俺は本来、こうした体育会系のノリは苦手だが、彼らから滲み出る自信は本物だと感じた。だから俺が言った心強いという言葉は紛れもなく本心だ。
だが、男たちが意気揚々と穴の中に入って行こうとした時、待ったをかけた人物がいた。
誰であろう、アイスマリーである。
「待って下さい。私は自分で掘らせてもらいます」
鼻息を荒くするアイスマリー。
ちっちゃい体に巨大なスコップとツルハシを担ぐ彼女の姿を見て、代表の男がぽかんとした顔で聞いてくる。
「えっと……この嬢ちゃんは?」
「あー、彼女はドワーフなんだ」
「な、なんと、ドワーフ」
「ああ。実はミスリルを一番楽しみにしていたのが彼女でな、こう見えて目利きが出来るし、腕っ節も信じられないくらい強い。よかったら彼女にも掘らせてやってくれないか?」
「へ、へえ。そりゃあ構いませんが……こんなちっちゃな嬢ちゃんがねえ」
疑いの目を向ける男に対し、アイスマリーが手を差しだした。
「よろしくお願いします」
「あ、ああ。よろしく頼むぜ、嬢ちゃ……いででででででっ!?」
見ればアイスマリーが男の手を握りつぶしていた。
「これで分かっていただけましたか? 私がただの幼女ではないと」
「わ、分かった! 分かったから手を放してくれ!!」
「よろしい」
アイスマリーが手を放すと、代表の男は潰された手にふーっ、ふーっ、と息を吹きかける。

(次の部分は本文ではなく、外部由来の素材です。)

use assets::{ARROW_DOWN_FILE, AssetLoader};
use color::Color;
use config::{RenderConfig, default_config_path};
use demo::DemoRally;
use font::TextFlags;
use geometry::{SCREEN_HEIGHT, SCREEN_WIDTH, Vector2};
use gui::{DEFAULT_OVERLAY_OPACITY, Imgui, SelectBoxAction};
use input::{FrameInput, KeyAction, SdlInput};
use match_state::PlayerSide;
use particles::BloodSplatter;
use render::{BACKGROUND_IMAGE, BackendKind, RenderBackend, create_backend};
use text_manager::{StringId, TextManager};

const FRAME_TIME: Duration = Duration::from_nanos(1_000_000_000 / 60);
const NAME_LENGTH: usize = 16;
const CHAT_LENGTH: usize = 30;
const BLOOD_PER_HIT: usize = 12;
const BACKGROUND_DIR: &str = "backgrounds";
const SWAP_COLORS_IMAGE: &str = ARROW_DOWN_FILE;

/// Which screen the main loop is showing
#[derive(Debug, Clone, Copy, PartialEq, Eq)]
enum Screen {
    Menu,
    Match,
}

#[derive(Debug, Clone, Copy, PartialEq, Eq)]
enum MenuOutcome {
    Stay,
    Start,
    Quit,
}

/// Menu widget values that are not part of the saved config
struct MenuState {
    colors: [[f32; 3]; 2],
    name_cursor: usize,
    backgrounds: Vec<String>,
    background_index: usize,
    chat_lines: Vec<String>,
    chat_local: Vec<bool>,
    chat_selected: usize,
    chat_input: String,
    chat_cursor: usize,
    confirm_quit: bool,
    languages: Vec<String>,
}

impl MenuState {
    fn new(config: &RenderConfig) -> Self {
        let backgrounds = list_backgrounds(&config.data_dir, &config.background);
        let background_index = backgrounds
            .iter()
            .position(|name| *name == config.background)
            .unwrap_or(0);
        let mut state = MenuState {
            colors: [
                color_to_sliders(config.left_color),
                color_to_sliders(config.right_color),
            ],
            name_cursor: config.player_name.chars().count(),
            backgrounds,
            background_index,
            chat_lines: Vec::new(),
            chat_local: Vec::new(),
            chat_selected: 0,
            chat_input: String::new(),
            chat_cursor: 0,
            confirm_quit: false,
            languages: list_languages(&config.data_dir, &config.language),
        };
        state.log_chat("welcome to blobby volley", false);
        state
    }

    fn log_chat(&mut self, line: &str, local: bool) {
        self.chat_lines.push(line.to_string());
        self.chat_local.push(local);
        self.chat_selected = self.chat_lines.len() - 1;
    }
}

fn color_to_sliders(color: Color) -> [f32; 3] {
    [color.r, color.g, color.b].map(|channel| channel as f32 / 255.0)
}

fn sliders_to_color(sliders: [f32; 3]) -> Color {
    let [r, g, b] = sliders.map(|value| (value.clamp(0.0, 1.0) * 255.0).round() as u8);
    Color::new(r, g, b)
}

/// Background images found in `<data_dir>/backgrounds`, as asset names.
/// The configured background is always part of the list.
fn list_backgrounds(data_dir: &Path, current: &str) -> Vec<String> {
    let mut names: Vec<String> = match fs::read_dir(data_dir.join(BACKGROUND_DIR)) {
        Ok(entries) => entries
            .filter_map(|entry| entry.ok())
            .filter_map(|entry| entry.file_name().into_string().ok())
            .filter(|name| {
                let lower = name.to_lowercase();
                lower.ends_with(".bmp") || lower.ends_with(".png")
            })
            .map(|name| format!("{}/{}", BACKGROUND_DIR, name))
            .collect(),
        Err(e) => {
            warn!("Could not list backgrounds in {}: {}", data_dir.display(), e);
            Vec::new()
        }
    };
    if !names.iter().any(|name| name == current) {
        names.push(current.to_string());
    }
    names.sort();
    names
}

/// Language codes with a `lang_<code>.json` in `data_dir`, plus English and
/// the configured language
fn list_languages(data_dir: &Path, current: &str) -> Vec<String> {
    let mut codes: Vec<String> = match fs::read_dir(data_dir) {
        Ok(entries) => entries
            .filter_map(|entry| entry.ok())
            .filter_map(|entry| entry.file_name().into_string().ok())
            .filter_map(|name| {
                name.strip_prefix("lang_")
                    .and_then(|rest| rest.strip_suffix(".json"))
                    .map(str::to_string)
            })
            .collect(),
        Err(e) => {
            warn!("Could not list languages in {}: {}", data_dir.display(), e);
            Vec::new()
        }
    };
    for code in ["en", current] {
        if !codes.iter().any(|c| c == code) {
            codes.push(code.to_string());
        }
    }
    codes.sort();
    codes
}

「いててて……お、俺ぁこの山一番の怪力が自慢だというのに、と、とんでもねえ嬢ちゃんだぜ……」
「か、頭が手を握りつぶされるなんて……」
「は、初めてみたぜ……」
男たちのアイスマリーを見る目が一斉に変わった。
先程まではただの小さな幼女を見る目だったのに、今では少しずつ尊敬の念が籠り始めている。
「さて、では行きましょうか」
「へい、姉御!!」
アイスマリーが穴に向かって歩き出すと、屈強な男たちはそれに従うような形で付いて行く。
早くも完全な力関係が出来上がっていた。
しかし、幼女に付き従う山男たちの画は、何とも異様な光景だった。